Several themes seem to be developing lately with the ol’ Renegade hash. One of which is a general inability to assess the operating hours of the intended muster/on-in sites. Your author is himself guilty of this…but that was in January, which is practically last year, so who cares, right? Right. At any rate, it’s like a part of trail is finding the beer or something…who knew?

But anyway, this is about the piece of crap tossed around by LICK HER AGUAN. You’d think a guy who has hared half the trails he shows up for would know how to get shit done, but noooooooo.
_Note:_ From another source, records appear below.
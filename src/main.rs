// src/main.rs
use anyhow::{bail, Context, Result};
use chrono::NaiveDate;
use clap::{Args, Parser, Subcommand};
use inclusion_import::{
    config::Config,
    entity::{Beneficiary, ImportEntity, Visit},
    import::ImportSession,
    notify::{LogNotifier, Notifier},
    remote::{
        DateRange, HttpImportApi, ImportApi, LookupKind, PmsImportRequest, PollOutcome,
        RemoteImporter,
    },
    store::LocalStore,
};
use std::{
    path::{Path, PathBuf},
    sync::Arc,
};
use tokio::signal;
use tracing::{error, info, warn};
use tracing_subscriber::{fmt, EnvFilter};

#[derive(Parser)]
#[command(name = "inclusion-import")]
#[command(about = "Bulk-import beneficiaries and visits from CSV, and drive PMS imports")]
struct Cli {
    /// YAML config file (default: ./inclusion-import.yaml when present)
    #[arg(short, long, global = true)]
    config: Option<PathBuf>,

    /// Enable debug logging
    #[arg(short, long, global = true)]
    verbose: bool,

    #[command(subcommand)]
    command: Command,
}

#[derive(Subcommand)]
enum Command {
    /// Import beneficiaries from CSV files
    Beneficiaries(FileArgs),
    /// Import CIC visits from CSV files
    Visits(FileArgs),
    /// Start a PMS import and follow it to the end
    PmsImport(PmsArgs),
    /// Ask the server to cancel a PMS import job
    PmsCancel { job_id: String },
    /// List districts, interventions or implementing-partners
    Lookups { kind: LookupKind },
}

#[derive(Args)]
struct FileArgs {
    /// CSV files or glob patterns
    #[arg(required = true)]
    files: Vec<String>,

    /// Parse and preview only; nothing is stored
    #[arg(long)]
    dry_run: bool,
}

#[derive(Args)]
struct PmsArgs {
    #[arg(long)]
    page_size: Option<u32>,
    #[arg(long)]
    district_id: Option<i64>,
    #[arg(long)]
    intervention_id: Option<i64>,
    #[arg(long)]
    implementing_partner_id: Option<i64>,
    #[arg(long)]
    updated_after: Option<NaiveDate>,
    #[arg(long)]
    created_after: Option<NaiveDate>,
    #[arg(long)]
    updated_from: Option<NaiveDate>,
    #[arg(long)]
    updated_to: Option<NaiveDate>,
    #[arg(long)]
    created_from: Option<NaiveDate>,
    #[arg(long)]
    created_to: Option<NaiveDate>,
}

#[tokio::main]
async fn main() -> Result<()> {
    let cli = Cli::parse();

    // ─── 1) init logging ─────────────────────────────────────────────
    let default_level = if cli.verbose { "debug" } else { "info" };
    let env = EnvFilter::try_from_default_env().unwrap_or_else(|_| EnvFilter::new(default_level));
    fmt::Subscriber::builder()
        .with_env_filter(env)
        .with_span_events(fmt::format::FmtSpan::CLOSE)
        .init();

    // ─── 2) load config ──────────────────────────────────────────────
    let cfg = Config::load(cli.config.as_deref())?;

    // ─── 3) dispatch ─────────────────────────────────────────────────
    match cli.command {
        Command::Beneficiaries(args) => import_files::<Beneficiary>(&cfg, &args).await,
        Command::Visits(args) => import_files::<Visit>(&cfg, &args).await,
        Command::PmsImport(args) => pms_import(&cfg, &args).await,
        Command::PmsCancel { job_id } => {
            let api = http_api(&cfg)?;
            api.cancel(&job_id).await?;
            info!(job = %job_id, "cancel requested");
            Ok(())
        }
        Command::Lookups { kind } => {
            let api = http_api(&cfg)?;
            for entry in api.lookups(kind).await? {
                println!("{}\t{}", entry.id, entry.name);
            }
            Ok(())
        }
    }
}

fn http_api(cfg: &Config) -> Result<HttpImportApi> {
    HttpImportApi::new(
        &cfg.api_base_url,
        cfg.api_token.clone(),
        cfg.request_timeout(),
    )
}

/// Expand glob patterns; plain paths pass through untouched.
fn expand_files(patterns: &[String]) -> Result<Vec<PathBuf>> {
    let mut files = Vec::new();
    for pattern in patterns {
        if !pattern.contains(['*', '?', '[']) {
            files.push(PathBuf::from(pattern));
            continue;
        }
        let before = files.len();
        for entry in glob::glob(pattern).with_context(|| format!("bad glob {}", pattern))? {
            files.push(entry?);
        }
        if files.len() == before {
            warn!(%pattern, "glob matched no files");
        }
    }
    if files.is_empty() {
        bail!("no input files");
    }
    Ok(files)
}

async fn import_files<E: ImportEntity>(cfg: &Config, args: &FileArgs) -> Result<()> {
    let files = expand_files(&args.files)?;
    let store = if args.dry_run {
        LocalStore::in_memory()
    } else {
        LocalStore::open(&cfg.store_path)?
    };
    let notifier = LogNotifier;
    let label = E::schema().label;

    let mut session = ImportSession::<E>::new();
    let mut rejected = 0usize;
    for path in &files {
        let rows = match session.select_file(path).await {
            Ok(rows) => rows,
            Err(e) => {
                error!(file = %path.display(), "{}", e);
                rejected += 1;
                continue;
            }
        };

        if args.dry_run {
            print_preview(&session, path, rows);
            session.reset();
        } else {
            session.import(&store, &notifier)?;
        }
    }

    if !args.dry_run {
        store.save()?;
        info!(
            total = store.count::<E>(),
            path = %cfg.store_path.display(),
            "{} saved",
            label
        );
    }
    if rejected > 0 {
        bail!("{} of {} files rejected", rejected, files.len());
    }
    Ok(())
}

fn print_preview<E: ImportEntity>(session: &ImportSession<E>, path: &Path, rows: usize) {
    let schema = E::schema();
    let columns: Vec<&str> = schema
        .required
        .iter()
        .chain(schema.optional)
        .copied()
        .collect();

    println!("{}: {} {}", path.display(), rows, schema.label);
    println!("  {}", columns.join(" | "));
    for row in session.preview() {
        let cells: Vec<&str> = columns.iter().map(|c| row.get(c)).collect();
        println!("  {}", cells.join(" | "));
    }
    if rows > session.preview().len() {
        println!("  … {} more", rows - session.preview().len());
    }
}

fn pms_request(cfg: &Config, args: &PmsArgs) -> Result<PmsImportRequest> {
    let mut req = PmsImportRequest::new(args.page_size.unwrap_or(cfg.page_size));
    req.district_id = args.district_id;
    req.intervention_id = args.intervention_id;
    req.implementing_partner_id = args.implementing_partner_id;
    req.updated_after = args.updated_after;
    req.created_after = args.created_after;
    req.updated_between = DateRange::from_parts("updated range", args.updated_from, args.updated_to)?;
    req.created_between = DateRange::from_parts("created range", args.created_from, args.created_to)?;
    Ok(req)
}

enum Finish {
    Outcome(PollOutcome),
    Abandoned,
}

async fn pms_import(cfg: &Config, args: &PmsArgs) -> Result<()> {
    let req = pms_request(cfg, args)?;
    let api: Arc<dyn ImportApi> = Arc::new(http_api(cfg)?);
    let notifier: Arc<dyn Notifier> = Arc::new(LogNotifier);
    let mut importer = RemoteImporter::new(api, notifier, cfg.poll_interval());

    let job_id = importer.submit(&req).await?;
    println!("job {}", job_id);

    // first ctrl-c asks for a cancel, the second stops watching
    let mut cancel_sent = false;
    let finish = loop {
        tokio::select! {
            outcome = importer.wait() => break Finish::Outcome(outcome),
            res = signal::ctrl_c() => {
                res.context("listening for ctrl-c")?;
                if cancel_sent {
                    break Finish::Abandoned;
                }
                cancel_sent = true;
                warn!(job = %job_id, "interrupt: requesting cancel, ctrl-c again to stop waiting");
                let _ = importer.cancel(&job_id);
            }
        }
    };

    match finish {
        Finish::Abandoned => {
            importer.stop();
            warn!(job = %job_id, "stopped waiting; the job may still be running");
            Ok(())
        }
        Finish::Outcome(PollOutcome::Completed(job)) => {
            println!(
                "completed: {} created, {} updated, {} errors",
                job.created_records.unwrap_or(0),
                job.updated_records.unwrap_or(0),
                job.error_count.unwrap_or(0)
            );
            Ok(())
        }
        Finish::Outcome(PollOutcome::Canceled(_)) => {
            println!("canceled");
            Ok(())
        }
        Finish::Outcome(PollOutcome::Failed(job)) => bail!(
            "import job {} failed: {}",
            job_id,
            job.error_message.as_deref().unwrap_or("unknown error")
        ),
        Finish::Outcome(PollOutcome::PollError(msg)) => bail!("lost track of job {}: {}", job_id, msg),
        Finish::Outcome(PollOutcome::Stopped) => bail!("polling of job {} stopped", job_id),
    }
}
Despite the on-start shifting more than the sands in the Sahara, we were joined by two hashers who had been lurking about town; GOOD VIBRATIONS and LOW MAN ON THE SCROTUM POLE from OTH4 in DC. We welcomed them and proceeded to do our best to scare them off.

We gathered in Jordan’s Pub Scotch & Soda Jordan’s Pub, where we were all flattered by the bartender ID’ing everyone (well, not ILLUMINUTTI…keep your shit up to date folks), but not so flattered by the service in general. Because of this, we wanted to leave a bar?!? and a hash actually got started on time..or at least the “well, my watch says” on time of the 70s since we’re going with that theme. Our RA actually showed up for this trail, so the sun was shining at the start, but her prior sins would come back to haunt both us and her later.

Trail led kinda south, then kinda east across Morrison Rd. immediately to the first of many picture checks at questionable locations. Thanks for having us document the rental office of an apartment complex, Herr Hare. It was at this point we’d noticed that ILLUMINUTTI was lost, but no matter, we assured our newcomers…he’d be back. Now trail reads like a property deed…hence through said marks to a PC, whereupon twelve paces forthright he shall find a mailbox. Whatever, we took a picture in front of a fucking mailbox.

Thankfully after that the BN was right across the parking lot. As usual SERIALBATER put on his rocket shoes and we all enjoyed a nice beer, even as the snow began to fall hard. Thanks, IMMACULATE PROJECTION. Magically, ILLUMINUTTI appeared out of nowhere to fill up on more beer before disappearing again.

Eventually trail lead to a break in a fence toward a truly back alley bar. Alas, it wasn’t open, so the battle was on…one trunk beer and the FRBs vs. a charging SERIALBATER…well he won while we waited for it to open.

We got in the place and played nice for a few, and while it’s a dive bar, it’s not really hash friendly. But cheers to the owner for buying us all a shot, good on you there. But we decided to move the on-after to DUM BASS’ dead hooker storage emporium. It was there the true hash crimes were committed…the hare had DISAPPEARED!! That’s something like a loophole in hash law…you’ll drink for that…if we remember it later…sneaky fucker.